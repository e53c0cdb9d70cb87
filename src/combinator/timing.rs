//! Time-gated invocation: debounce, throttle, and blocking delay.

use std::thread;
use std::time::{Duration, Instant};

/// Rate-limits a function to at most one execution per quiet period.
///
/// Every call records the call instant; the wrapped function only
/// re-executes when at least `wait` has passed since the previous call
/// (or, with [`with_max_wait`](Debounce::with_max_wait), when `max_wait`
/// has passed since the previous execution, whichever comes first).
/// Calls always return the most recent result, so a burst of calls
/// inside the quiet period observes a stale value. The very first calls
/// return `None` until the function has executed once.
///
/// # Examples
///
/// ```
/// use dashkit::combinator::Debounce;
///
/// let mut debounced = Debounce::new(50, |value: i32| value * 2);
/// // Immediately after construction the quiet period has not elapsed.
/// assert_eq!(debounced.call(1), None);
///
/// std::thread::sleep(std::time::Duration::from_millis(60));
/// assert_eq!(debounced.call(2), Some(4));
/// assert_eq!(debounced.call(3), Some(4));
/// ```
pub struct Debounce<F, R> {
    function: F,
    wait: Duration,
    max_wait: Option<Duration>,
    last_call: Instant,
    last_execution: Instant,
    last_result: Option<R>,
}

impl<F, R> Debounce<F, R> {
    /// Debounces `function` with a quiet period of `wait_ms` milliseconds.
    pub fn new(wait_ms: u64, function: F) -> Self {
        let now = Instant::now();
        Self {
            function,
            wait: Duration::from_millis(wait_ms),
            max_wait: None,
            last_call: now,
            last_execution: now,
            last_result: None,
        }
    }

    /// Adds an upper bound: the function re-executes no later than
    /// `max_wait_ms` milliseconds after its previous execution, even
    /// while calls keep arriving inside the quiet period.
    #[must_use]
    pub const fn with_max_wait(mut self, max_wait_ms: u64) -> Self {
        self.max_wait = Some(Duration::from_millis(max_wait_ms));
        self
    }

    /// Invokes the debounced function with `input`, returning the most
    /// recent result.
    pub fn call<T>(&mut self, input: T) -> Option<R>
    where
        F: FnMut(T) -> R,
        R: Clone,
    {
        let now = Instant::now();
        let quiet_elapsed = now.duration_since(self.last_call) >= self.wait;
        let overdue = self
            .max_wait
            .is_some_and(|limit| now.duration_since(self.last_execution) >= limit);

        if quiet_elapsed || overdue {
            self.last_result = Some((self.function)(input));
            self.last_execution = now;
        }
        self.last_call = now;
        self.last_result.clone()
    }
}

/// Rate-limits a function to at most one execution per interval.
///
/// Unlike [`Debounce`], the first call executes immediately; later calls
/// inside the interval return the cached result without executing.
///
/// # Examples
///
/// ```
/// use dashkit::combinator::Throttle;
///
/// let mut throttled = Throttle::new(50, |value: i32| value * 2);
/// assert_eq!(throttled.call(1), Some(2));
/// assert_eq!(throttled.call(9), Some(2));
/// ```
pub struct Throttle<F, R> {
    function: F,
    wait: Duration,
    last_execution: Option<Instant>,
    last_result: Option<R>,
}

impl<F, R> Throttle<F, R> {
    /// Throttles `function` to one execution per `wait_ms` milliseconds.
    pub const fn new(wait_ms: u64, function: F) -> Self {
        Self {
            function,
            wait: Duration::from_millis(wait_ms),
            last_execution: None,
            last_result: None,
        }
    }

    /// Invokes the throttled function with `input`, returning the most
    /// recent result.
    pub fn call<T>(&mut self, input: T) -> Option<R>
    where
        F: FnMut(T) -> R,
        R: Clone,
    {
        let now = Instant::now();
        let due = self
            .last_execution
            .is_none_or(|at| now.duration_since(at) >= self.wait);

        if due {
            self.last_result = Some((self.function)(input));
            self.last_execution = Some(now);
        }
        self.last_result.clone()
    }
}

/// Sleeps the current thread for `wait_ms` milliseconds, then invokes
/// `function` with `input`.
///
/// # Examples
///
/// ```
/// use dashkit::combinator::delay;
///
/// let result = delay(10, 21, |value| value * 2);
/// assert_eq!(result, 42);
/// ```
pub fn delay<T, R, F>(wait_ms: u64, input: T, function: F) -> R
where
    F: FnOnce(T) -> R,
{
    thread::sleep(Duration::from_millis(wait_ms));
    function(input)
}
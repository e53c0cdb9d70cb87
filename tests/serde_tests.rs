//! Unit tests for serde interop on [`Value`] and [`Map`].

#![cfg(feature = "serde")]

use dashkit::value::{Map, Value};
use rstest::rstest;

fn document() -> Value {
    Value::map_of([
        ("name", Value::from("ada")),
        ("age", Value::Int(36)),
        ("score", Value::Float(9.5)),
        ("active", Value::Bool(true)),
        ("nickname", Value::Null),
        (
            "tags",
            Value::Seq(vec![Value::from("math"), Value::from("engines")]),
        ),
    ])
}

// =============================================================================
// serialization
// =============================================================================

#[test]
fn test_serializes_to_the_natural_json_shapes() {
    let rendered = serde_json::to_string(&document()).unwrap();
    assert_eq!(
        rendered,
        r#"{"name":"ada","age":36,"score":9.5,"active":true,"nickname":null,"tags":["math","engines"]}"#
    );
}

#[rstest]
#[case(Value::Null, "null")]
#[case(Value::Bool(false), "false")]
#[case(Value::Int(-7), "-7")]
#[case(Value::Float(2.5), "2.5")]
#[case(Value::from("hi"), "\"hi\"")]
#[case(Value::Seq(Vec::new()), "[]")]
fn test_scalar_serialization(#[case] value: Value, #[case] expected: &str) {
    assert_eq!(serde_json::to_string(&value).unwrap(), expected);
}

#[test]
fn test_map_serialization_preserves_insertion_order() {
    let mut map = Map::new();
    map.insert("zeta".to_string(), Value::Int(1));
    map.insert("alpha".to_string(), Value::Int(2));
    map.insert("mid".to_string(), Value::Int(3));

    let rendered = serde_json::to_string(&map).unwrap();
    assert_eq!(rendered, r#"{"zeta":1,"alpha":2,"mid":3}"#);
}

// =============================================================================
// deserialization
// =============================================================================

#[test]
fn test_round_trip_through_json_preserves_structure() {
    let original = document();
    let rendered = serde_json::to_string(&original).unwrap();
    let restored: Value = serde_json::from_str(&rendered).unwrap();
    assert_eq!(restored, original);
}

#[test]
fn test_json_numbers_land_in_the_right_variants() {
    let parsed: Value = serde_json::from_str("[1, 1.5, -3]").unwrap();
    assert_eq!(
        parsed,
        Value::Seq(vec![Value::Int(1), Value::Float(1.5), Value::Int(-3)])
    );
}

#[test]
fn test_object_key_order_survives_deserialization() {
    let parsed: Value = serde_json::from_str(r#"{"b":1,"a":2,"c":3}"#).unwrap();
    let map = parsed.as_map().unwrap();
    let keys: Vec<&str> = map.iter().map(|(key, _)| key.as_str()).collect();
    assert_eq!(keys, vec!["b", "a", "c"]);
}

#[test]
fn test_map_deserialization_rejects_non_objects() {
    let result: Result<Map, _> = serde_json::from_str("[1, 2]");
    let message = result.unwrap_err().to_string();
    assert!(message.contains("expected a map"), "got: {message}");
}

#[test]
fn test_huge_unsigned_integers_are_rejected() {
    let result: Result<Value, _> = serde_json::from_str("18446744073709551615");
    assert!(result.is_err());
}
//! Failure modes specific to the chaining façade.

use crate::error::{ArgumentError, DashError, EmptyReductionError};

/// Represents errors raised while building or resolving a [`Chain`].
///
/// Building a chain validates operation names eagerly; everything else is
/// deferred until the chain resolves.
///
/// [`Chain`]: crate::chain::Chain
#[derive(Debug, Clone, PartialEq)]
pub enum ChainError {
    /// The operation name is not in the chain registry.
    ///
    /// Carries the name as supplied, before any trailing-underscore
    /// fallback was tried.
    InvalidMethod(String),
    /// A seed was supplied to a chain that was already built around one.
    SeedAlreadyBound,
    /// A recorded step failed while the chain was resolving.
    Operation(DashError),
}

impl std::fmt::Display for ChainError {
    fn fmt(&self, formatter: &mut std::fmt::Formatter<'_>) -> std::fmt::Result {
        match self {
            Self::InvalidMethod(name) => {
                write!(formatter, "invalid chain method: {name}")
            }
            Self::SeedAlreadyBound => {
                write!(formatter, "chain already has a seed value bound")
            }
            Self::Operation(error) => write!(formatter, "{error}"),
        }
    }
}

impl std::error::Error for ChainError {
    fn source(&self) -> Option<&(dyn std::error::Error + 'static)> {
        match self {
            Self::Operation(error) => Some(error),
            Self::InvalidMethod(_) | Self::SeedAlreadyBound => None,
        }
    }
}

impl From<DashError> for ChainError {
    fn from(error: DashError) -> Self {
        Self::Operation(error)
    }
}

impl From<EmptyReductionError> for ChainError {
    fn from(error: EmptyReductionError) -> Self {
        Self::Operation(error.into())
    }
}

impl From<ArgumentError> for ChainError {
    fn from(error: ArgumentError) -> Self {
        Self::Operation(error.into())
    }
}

Work task:
Scan the records above for lines with the word "EmptyReductionError", then say how many there are, giving the number alone.

Completed task:
3